Colomb winkte seinen Adjutanten Eckardt heran, der als Justizrat für Studenten ebenso eine unerschütterliche Autorität darstellte wie für die städtischen Behörden.
»Drei Tage auf Probe«, entschied er. »Sie müssen sich selbst ausrüsten – aber zu ihrem Glück haben wir heute genug Pferde und Waffen erbeutet. Leutnant Eckardt, stellen Sie diesen beiden Burschen jemanden zur Seite, der ihnen alles beibringt, was sie wissen müssen. Dann werden wir sehen, ob sie für uns taugen.«
Kopfschüttelnd sah er den zwei Neuen nach, dann gab er das Kommando, dass sich seine Eskadron zum schnellen Abmarsch bereit machen sollte. Nachdem sie die Gefangenen entlassen hatten, mussten sie rasch von diesem Ort verschwinden – trotz seines anheimelnden Namens »Fröhliche Wiederkunft«.
»Wie hast du das gemacht?«, raunte Richard immer noch verblüfft, während sie dem Leutnant folgten. Ihm selbst war trotz seiner großmäuligen Ankündigung nicht wohl gewesen, als er den Freund neben dieser nervösen Stute sah.
Felix zuckte nur mit den Schultern. »Irgendwie weiß ich immer schon einen Augenblick eher, was sie vorhaben. Und zuerst habe ich sie ein wenig neugierig gemacht.
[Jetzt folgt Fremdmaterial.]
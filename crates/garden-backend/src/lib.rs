//! Remote backend contract for MindGarden tracking.
//!
//! The tracking layer only ever talks to the hosted backend through the
//! [`Backend`] trait. Two implementations ship here:
//!
//! - [`SupabaseBackend`]: PostgREST and Edge Functions over `reqwest`,
//!   change notifications over Supabase Realtime (Phoenix Channels).
//! - [`MemoryBackend`]: an in-process store with the same semantics,
//!   used by tests and offline runs.

pub mod change;
pub mod filter;
pub mod memory;
pub mod realtime;
pub mod schema;
pub mod supabase;

use async_trait::async_trait;
use serde_json::Value;

use garden_common::TrackingError;

pub use change::{ChangeEvent, ChangeKind, Subscription};
pub use filter::{Condition, Filter};
pub use memory::{MemoryBackend, MemoryOp};
pub use supabase::SupabaseBackend;

/// Operations the tracking layer needs from the hosted backend.
///
/// Every method is a suspension point; none of them may block the caller's
/// thread. Errors are returned, never panicked.
#[async_trait]
pub trait Backend: Send + Sync {
    /// Append one row to `table`.
    async fn insert(&self, table: &str, record: Value) -> Result<(), TrackingError>;

    /// Fetch the rows of `table` matching `filter`.
    async fn select(&self, table: &str, filter: &Filter) -> Result<Vec<Value>, TrackingError>;

    /// Count the rows of `table` matching `filter`.
    async fn aggregate_count(&self, table: &str, filter: &Filter) -> Result<u64, TrackingError>;

    /// Merge `patch` into every row of `table` matching `filter`.
    async fn update(&self, table: &str, filter: &Filter, patch: Value)
        -> Result<(), TrackingError>;

    /// Open a change feed for rows of `table` matching `filter`.
    async fn subscribe(
        &self,
        table: &str,
        filter: &Filter,
        kinds: &[ChangeKind],
    ) -> Result<Subscription, TrackingError>;

    /// Call a database procedure (authoritative checks such as roles).
    async fn rpc(&self, name: &str, payload: Value) -> Result<Value, TrackingError>;

    /// Invoke a serverless function (telemetry ingestion, AI assists).
    async fn invoke_function(&self, name: &str, payload: Value) -> Result<Value, TrackingError>;
}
Pferde vertrauen mir, sie spüren, dass ich ihnen nichts Böses tun würde.«
Er überlegte einen Augenblick und erklärte dann: »Ich werde sie Joséphine nennen.«
Entrüstet starrte Richard ihn an. »Doch nicht etwa nach der Kaiserin?«
»Es passt genau zu ihr«, meinte Felix mit feinem Lächeln. »Bildschön und ein bisschen kapriziös …«
Rheinbündler
Auf einer Waldhöhe in Thüringen am linken Ufer der Roda, 25 . Mai 1813
E s roch kräftig nach Tannengrün, feuchten Blättern und Harz auf dem Beobachtungsposten des Rittmeisters von Colomb, einer waldigen Anhöhe, von der aus man die Straße von Lobeda zu dem Städtchen Roda gut überschauen konnte. Der Tag war kaum angebrochen, und der Rittmeister wartete auf seinen Kundschafter aus Richtung Jena. Eine große französische Wagenkolonne sollte diesen Weg entlangkommen – Gerüchten zufolge entweder der Tross des Vizekönigs von Italien, der sich angeblich mit Napoleon zerstritten hatte und abzog, oder aber eine von Mamelucken bewachte Wagenkolonne mit dem kaiserlichen Gepäck.
Es wäre dem Husarenoffizier ein Herzensbedürfnis, die mit seinen Männern zu erobern und einen Teil der Beute an die Einheimischen zu verschenken, die sie so begeistert unterstützten.
Doch vorerst ließ sich weder sein Kundschafter noch eine französische Wagenkolonne blicken, deshalb blieb dem Rittmeister Zeit zum Grübeln.
Natürlich waren sie viel zu wenige, um einen so großen Wagenpark zu überfallen, der von Hunderten Bewaffneten geschützt wurde. Aber bei seinen Streifzügen in den letzten Wochen hatte er die Gegend ausgekundschaftet und auch manchen Hinweis von Einheimischen erhalten, die sich diebisch freuten, wenn Colombs Männer den französischen Militärs das Leben ein wenig schwerer machten.
Er hatte sich den Platz klug ausgesucht, denn irgendwo hier, in dieser Schlucht, würde sich die Kolonne angesichts der engen Straßen des nahen Städtchens sicher teilen. Daraus wollte er seinen Vorteil ziehen. Sie mussten nur schnell sein und den richtigen Moment abpassen.
Dem Rittmeister war vollkommen klar, dass er unweigerlich vor ein Exekutionskommando gestellt würde, sollte er von den Franzosen gefangen genommen werden.